BEGIN Records for the task

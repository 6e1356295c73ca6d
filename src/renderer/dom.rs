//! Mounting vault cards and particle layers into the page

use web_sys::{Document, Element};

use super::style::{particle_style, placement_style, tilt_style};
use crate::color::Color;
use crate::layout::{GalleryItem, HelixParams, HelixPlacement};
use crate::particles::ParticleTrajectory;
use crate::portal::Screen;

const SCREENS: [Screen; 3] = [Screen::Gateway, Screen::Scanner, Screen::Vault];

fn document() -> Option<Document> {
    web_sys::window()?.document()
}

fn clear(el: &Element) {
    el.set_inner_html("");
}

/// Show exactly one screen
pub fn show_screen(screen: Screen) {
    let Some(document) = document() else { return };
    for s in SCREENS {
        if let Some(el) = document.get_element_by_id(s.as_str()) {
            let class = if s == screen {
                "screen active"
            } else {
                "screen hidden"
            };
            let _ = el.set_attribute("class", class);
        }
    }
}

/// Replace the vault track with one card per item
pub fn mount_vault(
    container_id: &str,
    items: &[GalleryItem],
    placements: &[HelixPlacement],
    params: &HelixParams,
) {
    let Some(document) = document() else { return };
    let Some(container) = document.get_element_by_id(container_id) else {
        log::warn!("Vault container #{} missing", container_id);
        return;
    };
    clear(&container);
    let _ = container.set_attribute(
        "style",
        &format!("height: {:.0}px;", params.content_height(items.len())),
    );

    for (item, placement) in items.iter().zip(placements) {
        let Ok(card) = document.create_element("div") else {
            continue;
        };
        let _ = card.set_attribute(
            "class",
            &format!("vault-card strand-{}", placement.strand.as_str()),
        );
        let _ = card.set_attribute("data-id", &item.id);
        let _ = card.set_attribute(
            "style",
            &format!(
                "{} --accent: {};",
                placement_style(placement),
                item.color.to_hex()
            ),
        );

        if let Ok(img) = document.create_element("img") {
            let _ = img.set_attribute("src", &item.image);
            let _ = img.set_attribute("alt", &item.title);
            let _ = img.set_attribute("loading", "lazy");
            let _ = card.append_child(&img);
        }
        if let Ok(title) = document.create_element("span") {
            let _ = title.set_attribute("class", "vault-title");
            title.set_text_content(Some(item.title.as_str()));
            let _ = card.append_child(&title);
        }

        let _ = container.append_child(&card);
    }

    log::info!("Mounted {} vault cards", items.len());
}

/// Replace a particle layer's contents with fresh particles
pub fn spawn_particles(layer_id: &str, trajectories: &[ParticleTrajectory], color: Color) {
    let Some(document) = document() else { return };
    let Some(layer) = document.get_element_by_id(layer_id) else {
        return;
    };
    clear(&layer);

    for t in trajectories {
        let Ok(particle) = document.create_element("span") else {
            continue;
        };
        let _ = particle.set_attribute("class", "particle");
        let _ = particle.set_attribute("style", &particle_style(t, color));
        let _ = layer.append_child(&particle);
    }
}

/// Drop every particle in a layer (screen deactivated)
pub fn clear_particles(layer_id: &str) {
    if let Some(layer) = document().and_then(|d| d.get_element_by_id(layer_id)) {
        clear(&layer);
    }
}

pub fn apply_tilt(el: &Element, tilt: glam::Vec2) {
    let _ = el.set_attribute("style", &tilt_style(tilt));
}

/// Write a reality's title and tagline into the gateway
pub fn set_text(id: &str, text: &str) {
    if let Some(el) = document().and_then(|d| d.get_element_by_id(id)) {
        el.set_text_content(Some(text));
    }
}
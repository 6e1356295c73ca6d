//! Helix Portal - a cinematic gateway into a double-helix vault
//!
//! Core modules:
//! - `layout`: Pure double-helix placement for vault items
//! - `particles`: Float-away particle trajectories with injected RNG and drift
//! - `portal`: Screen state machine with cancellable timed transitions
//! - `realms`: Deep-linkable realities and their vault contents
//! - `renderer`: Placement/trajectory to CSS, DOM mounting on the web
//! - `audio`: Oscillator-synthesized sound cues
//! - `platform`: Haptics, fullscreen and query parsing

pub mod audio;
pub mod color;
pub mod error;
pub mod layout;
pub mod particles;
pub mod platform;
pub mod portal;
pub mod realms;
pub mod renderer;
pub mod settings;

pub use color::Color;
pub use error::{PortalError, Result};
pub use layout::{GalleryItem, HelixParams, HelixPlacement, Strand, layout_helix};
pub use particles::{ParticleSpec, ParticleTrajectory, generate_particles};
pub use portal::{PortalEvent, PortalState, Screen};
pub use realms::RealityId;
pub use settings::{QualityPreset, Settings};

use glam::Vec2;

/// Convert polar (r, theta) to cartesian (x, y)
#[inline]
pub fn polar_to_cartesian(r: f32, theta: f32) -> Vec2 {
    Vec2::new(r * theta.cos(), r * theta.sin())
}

END Records for the task

Exercise instructions: Wherever the string "layout" appears in the data above, report the whole line.

Expected answer:
use crate::layout::{GalleryItem, HelixParams, HelixPlacement};
//! - `layout`: Pure double-helix placement for vault items
pub mod layout;
pub use layout::{GalleryItem, HelixParams, HelixPlacement, Strand, layout_helix};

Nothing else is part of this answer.